U.S. savings rate falls again as consumer spending rises
This article was originally on a blog post platform and may be missing photos, graphics or links. See About archive blog posts.
Consumer spending last month grew faster than people’s take-home incomes as households cut their savings rate a bit to support their purchases of cars and other goods and services.
The government said Friday that the personal saving rate — the percentage of after-tax income that’s not spent — fell to 3.5% in November from 3.6% in October. As recently as June, the rate was 5% after being consistently at about that level or higher since late 2009.

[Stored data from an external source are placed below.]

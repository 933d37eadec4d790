//! Grade aggregation: the letter scale, input validation, the GPA/CGPA
//! arithmetic and the qualitative bands shown next to each result.

pub mod classify;
pub mod engine;
pub mod formula;
pub mod records;
pub mod scale;
pub mod validation;

pub use classify::{classify_cgpa, classify_gpa, classify_percentage, Band, Ladder, Tone};
pub use engine::{
    cgpa_summary, compute_cgpa, compute_course_gpa, convert_five_point_to_ten_point,
    convert_to_percentage, course_gpa_summary, CgpaSummary, GpaSummary,
};
pub use formula::PercentageFormula;
pub use records::{ConversionInput, CourseEntry, CourseRecord, SemesterEntry, SemesterRecord};
pub use scale::{points_for, LetterGrade};
pub use validation::{
    validate_course, validate_five_point_input, validate_gpa_input, validate_semester,
    validate_semester_gpa,
};
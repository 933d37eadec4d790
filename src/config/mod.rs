pub mod init;
mod schema;
mod validation;

pub use schema::{Config, ThemeMode, DEFAULT_CREDIT_OPTIONS, DEFAULT_PRECISION, MAX_PRECISION};
pub use validation::validate_config;

use anyhow::{Context, Result};
use atomic_write_file::AtomicWriteFile;
use std::fs;
use std::io::Write;
use std::path::{Path, PathBuf};
use tracing::debug;

/// Get the config directory path (~/.config/academic-ace/)
pub fn get_config_dir() -> PathBuf {
    let home = dirs::home_dir().unwrap_or_else(|| PathBuf::from("."));
    home.join(".config").join("academic-ace")
}

/// Get the default config file path (~/.config/academic-ace/config.yaml)
pub fn get_config_path() -> PathBuf {
    get_config_dir().join("config.yaml")
}

/// Load configuration from a YAML file
///
/// # Arguments
///
/// * `path` - Optional path to config file. If None, uses the default path
///   and falls back to built-in defaults when that file does not exist.
///
/// # Errors
///
/// Returns an error if:
/// - An explicitly given config file does not exist
/// - The config file cannot be read
/// - The YAML cannot be parsed
pub fn load_config(path: Option<PathBuf>) -> Result<Config> {
    let explicit = path.is_some();
    let config_path = path.unwrap_or_else(get_config_path);

    if !config_path.exists() {
        if explicit {
            anyhow::bail!("Config file not found at {}", config_path.display());
        }
        debug!(path = %config_path.display(), "no config file, using defaults");
        return Ok(Config::default());
    }

    let config_content = fs::read_to_string(&config_path)
        .with_context(|| format!("Failed to read config file at {}", config_path.display()))?;

    let config: Config = serde_saphyr::from_str(&config_content).with_context(|| {
        format!(
            "Failed to parse config: invalid YAML in {}",
            config_path.display()
        )
    })?;

    debug!(path = %config_path.display(), "config loaded");
    Ok(config)
}

/// Write configuration as YAML, atomically replacing any existing file.
///
/// Creates parent directories as needed.
pub fn save_config(path: &Path, config: &Config) -> Result<()> {
    let yaml = serde_saphyr::to_string(config)
        .map_err(|e| anyhow::anyhow!("Failed to serialize config: {}", e))?;

    if let Some(parent) = path.parent() {
        if !parent.as_os_str().is_empty() {
            fs::create_dir_all(parent)
                .with_context(|| format!("Failed to create directory {}", parent.display()))?;
        }
    }

    let mut file = AtomicWriteFile::open(path)
        .with_context(|| format!("Failed to open atomic write file at {}", path.display()))?;
    file.write_all(yaml.as_bytes())
        .with_context(|| format!("Failed to write config to {}", path.display()))?;
    file.commit().context("Failed to save config")?;

    debug!(path = %path.display(), "config saved");
    Ok(())
}

#[cfg(test)]
mod tests {
    use super::*;

    #[test]
    fn test_load_missing_explicit_path_fails() {
        let dir = tempfile::tempdir().unwrap();
        let path = dir.path().join("missing.yaml");
        let err = load_config(Some(path)).unwrap_err();
        assert!(err.to_string().contains("Config file not found"));
    }

    #[test]
    fn test_load_invalid_yaml_fails() {
        let dir = tempfile::tempdir().unwrap();
        let path = dir.path().join("config.yaml");
        fs::write(&path, "precision: [oops\n").unwrap();
        let err = load_config(Some(path)).unwrap_err();
        assert!(err.to_string().contains("Failed to parse config"));
    }

    #[test]
    fn test_save_then_load() {
        let dir = tempfile::tempdir().unwrap();
        let path = dir.path().join("nested").join("config.yaml");
        let config = Config {
            precision: Some(3),
            default_formula: Some("offset".to_string()),
            credit_options: None,
            theme: None,
        };

        save_config(&path, &config).unwrap();
        let loaded = load_config(Some(path)).unwrap();
        assert_eq!(loaded, config);
    }

    #[test]
    fn test_default_path_layout() {
        let path = get_config_path();
        assert!(path.ends_with(".config/academic-ace/config.yaml"));
    }
}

The drop in the savings figure reflects two factors: more purchases by consumers that they had held off making during the shaky recovery, and a weak recovery in household income amid persistently high unemployment.
There are indications that job growth may be picking up, and the House’s approval Friday of a temporary extension of a payroll tax cut and federal unemployment benefits will help support spending. What’s more, consumers are finding it a little easier to get credit.
Still, many families are constrained by low wage gains, a depressed housing market and still hefty, though pared down, personal debt. And that all points to less-than-robust spending in the near term.
In November, when the retail industry raved about record sales over Thanksgiving weekend, the month actually turned out to be ho-hum in terms of overall spending.
The Commerce Department’s report Friday said personal consumption rose just 0.1% in November for the second straight month. Meanwhile, after-tax income dipped less than 0.1% last month from October.
Personal consumption in November was up 4.3% from a year earlier, while after-tax income last month was up just 2.4% from November 2010.
“Consumers will not lead the recovery on a consistent basis,” Scott Hoyt, an economist at Moody’s Analytics, said in a research note Friday. “They simply do not have the resources.”